Updated

Europe's flooding death toll swelled to at least 74 on Monday as torrential rains unleashed raging waters that swept away Russian tourists, triggered landslides in Germany and Switzerland and shut down shipping on the Danube River in Austria.

Russia was by far the hardest-hit area, with at least 58 deaths. Giant cranes hoisted ruined cars and other debris out of the Black Sea on Monday, and cleanup crews scoured coastal beaches in search of more bodies.

Thousands of Russian tourists who had descended on the Black Sea Coast for their summer vacations were caught up in the surprise flooding. Many remain stranded, their cars swept out to sea by a wall of water that came rushing down from the mountains.

As many as 4,000 tourists were still trapped in Shirokaya Balka, a scenic coastal village that was devastated by the flooding, the Interfax news agency reported.

An investigative team was being formed to examine all the deaths for possible criminal charges, prosecutor Nikolai Buzko told the ITAR-Tass news agency. The team was also examining why some buildings had been erected in areas where development is prohibited because of erosion and flooding concerns.

Austria saw its first three casualties in more than a week of unprecedented flooding. Two were in hard-hit towns in Salzburg province, where a firefighter swept away by a churning river in Mariapfarr, and a man whose body was found floating in a flooded cellar in Hallein. The third was a 48-year-old man who drowned in the village of Kirchheim in Upper Austria province.

"The scene is catastrophic," Wilfried Weissgaerber, the national fire brigade commander for the province of Lower Austria, told Austrian radio as he described collapsed houses and washed-out railway tracks.

In Germany, a police officer died after her car ran out of control and turned over late Sunday night on the way to Wismar on the Baltic Sea coast, and a 68-year-old woman died of exhaustion while trying to clear her flooded basement in Dresden. Near the city of Jena, another driver was killed in an accident that injured nine others, officials said.

Authorities in Thuringia state issued a flood alert for the Pleisse River, which broke its banks. Firefighters stacked 30,000 sandbags to protect houses from the rising water, and hundreds of German soldiers were helping residents reinforce riverbanks in other critical areas.

In the north, a train derailed near Hamburg after running into a mudslide caused by the rain. No one was injured, though the conductor and a passenger were treated for shock.

In the Czech Republic, thousands of people fled their homes Monday after numerous rivers overflowed their banks. In Radotin, a small town west of Prague, a 55-year-old man drowned in the swollen Vltava River, raising the death toll in that country to seven.

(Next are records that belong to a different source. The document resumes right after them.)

use crate::config::{AnalysisConfig, SignalWeights};
use crate::error::{AnalysisError, Result};
use crate::models::{Contribution, RiskScore, Signal, SignalObservation, Window};

pub fn score(
    window: &Window,
    observation: &SignalObservation,
    weights: &SignalWeights,
    trigger_floor: f64,
) -> Result<RiskScore> {
    let mut total = 0.0;
    let mut triggered = Vec::new();

    for signal in Signal::ALL {
        let Some(severity) = observation.severities.get(&signal).copied() else {
            continue;
        };
        if !severity.is_finite() || severity < 0.0 {
            return Err(AnalysisError::InvalidSeverity {
                window_id: observation.window_id,
                signal,
                value: severity,
            });
        }
        if !observation.is_available(signal) {
            continue;
        }

        let contribution = severity * weights.get(signal);
        total += contribution;
        if contribution > 0.0 && contribution >= trigger_floor {
            triggered.push(Contribution {
                signal,
                contribution,
            });
        }
    }

    // Signal::ALL is already canonical, so a stable sort keeps ties in that order.
    triggered.sort_by(|a, b| {
        b.contribution
            .partial_cmp(&a.contribution)
            .unwrap_or(std::cmp::Ordering::Equal)
    });

    Ok(RiskScore {
        window_id: window.id,
        start_sec: window.start_sec,
        end_sec: window.end_sec,
        score: total,
        triggered,
    })
}

pub fn score_all(
    windows: &[Window],
    observations: &[SignalObservation],
    config: &AnalysisConfig,
) -> Result<Vec<RiskScore>> {
    windows
        .iter()
        .zip(observations)
        .map(|(window, observation)| {
            score(window, observation, &config.weights, config.trigger_floor)
        })
        .collect()
}

pub fn flagged(scores: &[RiskScore], risk_threshold: f64) -> Vec<&RiskScore> {
    scores
        .iter()
        .filter(|score| score.is_flagged(risk_threshold))
        .collect()
}

#[cfg(test)]
mod tests {
    use super::*;
    use proptest::prelude::*;
    use std::collections::{BTreeMap, BTreeSet};

    fn sample_window(id: usize) -> Window {
        Window {
            id,
            start_sec: id as f64 * 10.0,
            end_sec: (id + 1) as f64 * 10.0,
            text: String::new(),
        }
    }

    fn sample_observation(window_id: usize, severities: &[(Signal, f64)]) -> SignalObservation {
        let mut map: BTreeMap<Signal, f64> = Signal::ALL.iter().map(|s| (*s, 0.0)).collect();
        for (signal, severity) in severities {
            map.insert(*signal, *severity);
        }
        SignalObservation {
            window_id,
            severities: map,
            unavailable: BTreeSet::new(),
            context: Default::default(),
        }
    }

    #[test]
    fn weighted_sum_flags_the_worked_example() {
        let observation = sample_observation(
            3,
            &[(Signal::ConceptSpike, 3.0), (Signal::GroundingGap, 2.0)],
        );
        let scored = score(&sample_window(3), &observation, &SignalWeights::default(), 0.0).unwrap();

        assert!((scored.score - 5.6).abs() < 1e-9);
        assert!(scored.is_flagged(4.0));
        assert_eq!(
            scored.triggered_signals(),
            vec![Signal::ConceptSpike, Signal::GroundingGap]
        );
        assert!((scored.triggered[1].contribution - 2.6).abs() < 1e-9);
    }

    #[test]
    fn ties_follow_canonical_order() {
        let mut weights = SignalWeights::default();
        weights.set(Signal::RambleRatio, 1.0);
        weights.set(Signal::Tmb, 1.0);
        let observation =
            sample_observation(0, &[(Signal::RambleRatio, 2.0), (Signal::Tmb, 2.0)]);
        let scored = score(&sample_window(0), &observation, &weights, 0.0).unwrap();
        assert_eq!(scored.triggered_signals(), vec![Signal::Tmb, Signal::RambleRatio]);
    }

    #[test]
    fn unavailable_signals_contribute_nothing() {
        let mut observation = sample_observation(0, &[(Signal::Tmb, 2.0)]);
        observation.unavailable.insert(Signal::Tmb);
        let scored = score(&sample_window(0), &observation, &SignalWeights::default(), 0.0).unwrap();
        assert_eq!(scored.score, 0.0);
        assert!(scored.triggered.is_empty());
        assert!(!scored.is_flagged(4.0));
    }

    #[test]
    fn failed_observation_scores_zero() {
        let scored = score(
            &sample_window(2),
            &SignalObservation::failed(2),
            &SignalWeights::default(),
            0.0,
        )
        .unwrap();
        assert_eq!(scored.score, 0.0);
        assert!(scored.triggered.is_empty());
    }

    #[test]
    fn trigger_floor_filters_small_contributions() {
        let observation =
            sample_observation(0, &[(Signal::RambleRatio, 1.0), (Signal::Tmb, 2.0)]);
        let scored = score(&sample_window(0), &observation, &SignalWeights::default(), 1.0).unwrap();
        assert_eq!(scored.triggered_signals(), vec![Signal::Tmb]);
        assert!((scored.score - 3.2).abs() < 1e-9);
    }

    #[test]
    fn negative_severity_is_rejected() {
        let observation = sample_observation(5, &[(Signal::Tmb, -1.0)]);
        let err = score(&sample_window(5), &observation, &SignalWeights::default(), 0.0).unwrap_err();
        assert!(matches!(
            err,
            AnalysisError::InvalidSeverity {
                window_id: 5,
                signal: Signal::Tmb,
                ..
            }
        ));
    }

    #[test]
    fn flagged_keeps_only_scores_at_or_above_threshold() {
        let windows: Vec<Window> = (0..3).map(sample_window).collect();
        let observations = vec![
            sample_observation(0, &[(Signal::Tmb, 2.0)]),
            sample_observation(1, &[(Signal::VisualMismatch, 2.0), (Signal::Tmb, 1.0)]),
            sample_observation(2, &[(Signal::ConceptSpike, 4.0)]),
        ];
        let scores = score_all(&windows, &observations, &AnalysisConfig::default()).unwrap();
        let flagged: Vec<usize> = flagged(&scores, 4.0).iter().map(|s| s.window_id).collect();
        assert_eq!(flagged, vec![1, 2]);
    }

    proptest! {
        #![proptest_config(ProptestConfig::with_cases(100))]

        #[test]
        fn prop_raising_a_weight_never_lowers_the_score(
            severities in prop::collection::vec(0.0f64..=2.0, 6),
            bump in 0.0f64..5.0,
            target in 0usize..6,
        ) {
            let signal = Signal::ALL[target];
            let pairs: Vec<(Signal, f64)> =
                Signal::ALL.iter().copied().zip(severities.iter().copied()).collect();
            let observation = sample_observation(0, &pairs);
            let weights = SignalWeights::default();
            let mut raised = weights.clone();
            raised.set(signal, weights.get(signal) + bump);

            let before = score(&sample_window(0), &observation, &weights, 0.0).unwrap();
            let after = score(&sample_window(0), &observation, &raised, 0.0).unwrap();

            prop_assert!(after.score + 1e-9 >= before.score);
            if before.is_flagged(4.0) {
                prop_assert!(after.is_flagged(4.0));
            }
        }
    }
}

Prime Minister Vladimir Spidla declared a state of emergency in Prague and the regions of Bohemia, Plzen and Karlovy Vary. Authorities feared the Vltava could flood some areas of Prague, including the famous Kampa island, known for its architecture, and a zoo on the outskirts of the Czech capital. Some animals were moved to higher ground as a precaution.

A Prague hospital in the flood zone evacuated about 100 patients Monday, and workers were moving books and important documents to higher floors in buildings that house the National Library and the Czech Senate.

In eastern Switzerland, torrential rains caused a series of small landslides, including one that cut off a rail line between Chur and Arosa. Another on the Griesalp mountain in central Switzerland swept away a bridge, stranding more than 150 people until an emergency span could be put in place.

Austrian authorities used helicopters to rescue stranded homeowners from rooftops in Linz, about 120 miles west of Vienna, and 4,000 soldiers joined sandbagging operations Monday in the waterlogged provinces of Lower Austria and Upper Austria.

Water levels in the Danube River, which flows through Vienna, were being monitored anxiously. Austria's navigation authority halted all shipping on the Danube Monday as water levels neared 100-year highs, spokesman Reinhard Vorderwinkler said.

In Salzburg, the birthplace of Mozart, the sightseeing boat Amadeus sank Monday after being swamped in the flood-swollen Salzach River. There were no injuries.

Police in the scenic Danube town of Krems, meanwhile, said there were reports of evacuated homes being looted.